Recordar é viver: a pendura do IR
FOLHA DE SÃO PAULO - 09/10/09
GOVERNO IMPREVIDENTE FAZ GAMBIARRA FISCAL, CATA MOEDAS E ADOTA MEDIDA QUE CRITICARA QUANDO SUGERIDA POR TUCANOS
Chegamos à gambiarra de atrasar a restituição do Imposto de Renda. A mutreta foi revelada ontem por Leonardo Souza, nesta Folha. O governo federal reconheceu que tem retido a restituição, outra atitude que o PT tripudiara com gosto quando sugerida pelos tucanos, em 2001.
O ministro da Fazenda, Guido Mantega, disse que a restituição parada no governo é uma espécie de "poupança", pois o dinheiro é corrigido pela Selic. Pode ser, mas: 1) trata-se de poupança e empréstimo compulsórios; 2) perde dinheiro quem está pendurado em dívidas mais caras que a Selic (todas, basicamente) e pretendia ou poderia abatê-las com o dinheiro da restituição; 3) trata-se de endividamento disfarçado do governo.
Qualquer governo pode, na surdina, inventar expedientes a fim de protelar o pagamento do que deve.
No caso do IR, fazer malha fina na malha fina, a "nanomalha", digamos, é um modo de fazê-lo.
Porém, mesmo um governo muito mais alquebrado que o de Lula, em termos fiscais, o de FHC, evitou recorrer assumidamente à gambiarra do IR. No final do terrível ano de 2001 de apagão, de crise argentina, nos EUA etc., deputados tucanos sugeriam a pendura do IR como forma de compensar a queda de arrecadação, que então estava para ser agravada por mais um reajuste demagógico da tabela do IR.
Pedro Malan, então ministro da Fazenda, convenceu FHC a derrubar a ideia. "O governo estaria dizendo àqueles que têm direito a restituição de IR no ano que vem que a devolução seria postergada por um ano, o que pode ser questionado juridicamente, na medida em que pode ser interpretado como uma espécie de empréstimo compulsório", dizia Malan.
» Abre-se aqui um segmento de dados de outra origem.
use std::path::PathBuf;
use thiserror::Error;

/// Result type alias for Alertmanager operations
pub type Result<T> = std::result::Result<T, AlertmanagerError>;

/// Errors that can occur when configuring a client or emitting alerts
#[derive(Debug, Error)]
pub enum AlertmanagerError {
    /// No endpoint was provided, or emission was attempted without one
    #[error("invalid Alertmanager config: endpoint required")]
    EndpointRequired,

    /// The endpoint could not be parsed or lacks a scheme or host
    #[error("invalid Alertmanager config: endpoint {endpoint:?} is invalid: {reason}")]
    InvalidEndpoint {
        /// Endpoint as supplied by the caller
        endpoint: String,
        /// Why it was rejected
        reason: String,
    },

    /// The proxy URL could not be parsed
    #[error("invalid proxy URL {proxy:?}: {source}")]
    InvalidProxy {
        /// Proxy URL as supplied by the caller
        proxy: String,
        /// Parser failure
        #[source]
        source: url::ParseError,
    },

    /// Only one of username and password was provided
    #[error("both basic auth username and password must be provided together")]
    PartialBasicAuth,

    /// A TLS version string was not on the allow-list
    #[error("invalid TLS version {value:?}: {reason}")]
    InvalidTlsVersion {
        /// Version string as supplied by the caller
        value: String,
        /// Why it was rejected
        reason: String,
    },

    /// The CA certificate file could not be read
    #[error("failed to read CA cert {}: {source}", .path.display())]
    ReadCaCert {
        /// Path that was read
        path: PathBuf,
        /// I/O failure
        #[source]
        source: std::io::Error,
    },

    /// A secret entry held a value that could not be interpreted
    #[error("invalid Alertmanager config: failed to parse {key}: {reason}")]
    InvalidSecretValue {
        /// Secret key holding the value
        key: String,
        /// Why it was rejected
        reason: String,
    },

    /// Transport options were combined with a caller-supplied HTTP client
    #[error("transport options cannot be applied to a caller-supplied HTTP client")]
    CustomClientTransport,

    /// Failed to build HTTP client
    #[error("Failed to build HTTP client: {0}")]
    BuildHttpClient(#[source] reqwest::Error),

    /// Failed to serialize alerts
    #[error("Failed to serialize alerts: {0}")]
    Serialize(#[source] serde_json::Error),

    /// HTTP request failed before a response was received
    #[error("failed to post alerts to {endpoint}: {source}")]
    Request {
        /// Endpoint the POST was sent to
        endpoint: String,
        /// Transport failure from the HTTP client
        #[source]
        source: reqwest_middleware::Error,
    },

    /// Alertmanager answered with a status other than 200
    #[error("Alertmanager API error: HTTP {status} - {message}")]
    Api {
        /// HTTP status code
        status: u16,
        /// Response body returned by Alertmanager
        message: String,
    },
}

impl AlertmanagerError {
    /// Check if the error is retryable
    ///
    /// Returns `true` for:
    /// - Network/connection errors
    /// - Timeout errors
    /// - Server errors (5xx status codes)
    pub fn is_retryable(&self) -> bool {
        match self {
            Self::Request { source, .. } => match source {
                reqwest_middleware::Error::Reqwest(err) => err.is_connect() || err.is_timeout(),
                reqwest_middleware::Error::Middleware(err) => err
                    .chain()
                    .filter_map(|cause| cause.downcast_ref::<reqwest::Error>())
                    .any(|err| err.is_connect() || err.is_timeout()),
            },
            Self::Api { status, .. } => *status >= 500,
            _ => false,
        }
    }

    /// Check if the error was raised while building or reconfiguring a client
    ///
    /// Configuration errors are never fixed by retrying.
    pub fn is_config(&self) -> bool {
        matches!(
            self,
            Self::EndpointRequired
                | Self::InvalidEndpoint { .. }
                | Self::InvalidProxy { .. }
                | Self::PartialBasicAuth
                | Self::InvalidTlsVersion { .. }
                | Self::ReadCaCert { .. }
                | Self::InvalidSecretValue { .. }
                | Self::CustomClientTransport
                | Self::BuildHttpClient(_)
        )
    }

    pub(crate) fn invalid_endpoint(endpoint: &str, reason: impl ToString) -> Self {
        Self::InvalidEndpoint {
            endpoint: endpoint.to_string(),
            reason: reason.to_string(),
        }
    }
}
Os deputados governistas queriam empurrar a devolução do IR para 2002 e 2003. Isto é, para o primeiro ano do que seria o governo Lula.
O que diziam então os petistas?
"O governo FHC está fazendo generosidade com o chapéu alheio.
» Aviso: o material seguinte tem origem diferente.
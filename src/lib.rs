//! # Alertmanager Emitter
//!
//! A Rust client library for emitting alerts to [Prometheus Alertmanager](https://prometheus.io/docs/alerting/latest/alertmanager/)
//! or any receiver speaking its `/api/v2/alerts` API.
//!
//! ## Features
//!
//! - Alerts built from options or with a builder chain
//! - Client configured from an ordered list of validated [`ClientOption`]s
//! - Base labels and annotations merged into every alert (alert values win)
//! - Basic auth, custom CA, TLS version bounds, skip-verify, proxy and timeout
//! - Flat [`AlertmanagerArgs`] record (config files) and secret-map constructors
//!
//! Each emission is a single POST. The library never retries, batches across
//! calls or adds uniqueness labels; Alertmanager deduplicates alerts with
//! identical label sets.
//!
//! ## Example
//!
//! ```rust,no_run
//! use alertmanager_emitter::{Alert, AlertOption, AlertmanagerClient, AlertSeverity, ClientOption};
//! use std::time::Duration;
//!
//! #[tokio::main]
//! async fn main() -> Result<(), Box<dyn std::error::Error>> {
//!     let client = AlertmanagerClient::new([
//!         ClientOption::endpoint("http://localhost:9093"),
//!         ClientOption::timeout(Duration::from_secs(10)),
//!         ClientOption::base_label("service", "my-app"),
//!     ])?;
//!
//!     let memory = Alert::named("HighMemoryUsage")
//!         .with_severity(AlertSeverity::Warning)
//!         .with_label("instance", "localhost:8080")
//!         .with_summary("Memory usage is above 90%");
//!
//!     let disk = Alert::from_options([
//!         AlertOption::label("alertname", "DiskFull"),
//!         AlertOption::annotation("summary", "Disk usage is above 95%"),
//!     ]);
//!
//!     // Response-returning contract: status interpretation is up to the caller.
//!     let response = client.emit([&memory, &disk]).await?;
//!     println!("status: {}", response.status());
//!
//!     // Collapsed contract: anything but HTTP 200 is an error.
//!     client.push_alert(memory).await?;
//!     Ok(())
//! }
//! ```

mod client;
mod config;
mod errors;
mod options;
mod types;

pub use client::AlertmanagerClient;
pub use config::{secret_options, AlertmanagerArgs, DEFAULT_TIMEOUT};
pub use errors::{AlertmanagerError, Result};
pub use options::{ClientOption, TlsConfig, TlsVersion, TransportConfig, ALERTS_API_PATH};
pub use types::{Alert, AlertOption, AlertSeverity};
Assim é muito fácil. Além de não corrigir integralmente a tabela, o governo vai deixar a dívida para o próximo", dizia Aloizio Mercadante (PT-SP). O Mercadante não vale, pois é "revogável"? Então relembre-se o então líder do PT na Câmara, Walter Pinheiro (BA): "Isso é irresponsabilidade. Prometem pagar no futuro uma restituição que já é do contribuinte." O PFL, hoje DEM, defendia a pendura. "Isso não deixa de ser retenção da restituição de quem recebe mais, mas não pode ser chamado de confisco porque tem prazo de devolução e correção", dizia o então líder do PFL na Câmara, Inocêncio Oliveira (PE). Ontem, o deputado federal Ronaldo Caiado, do DEM, chamava a pendura petista de confisco.
O governo recorre à pendura devido a descarada imprevidência. O governo sabia que a receita de impostos cairia e que teria de gastar a fim de atenuar a crise. Mas gastou por conta e risco em despesas que poderiam, ao menos, ter sido adiadas para anos melhores.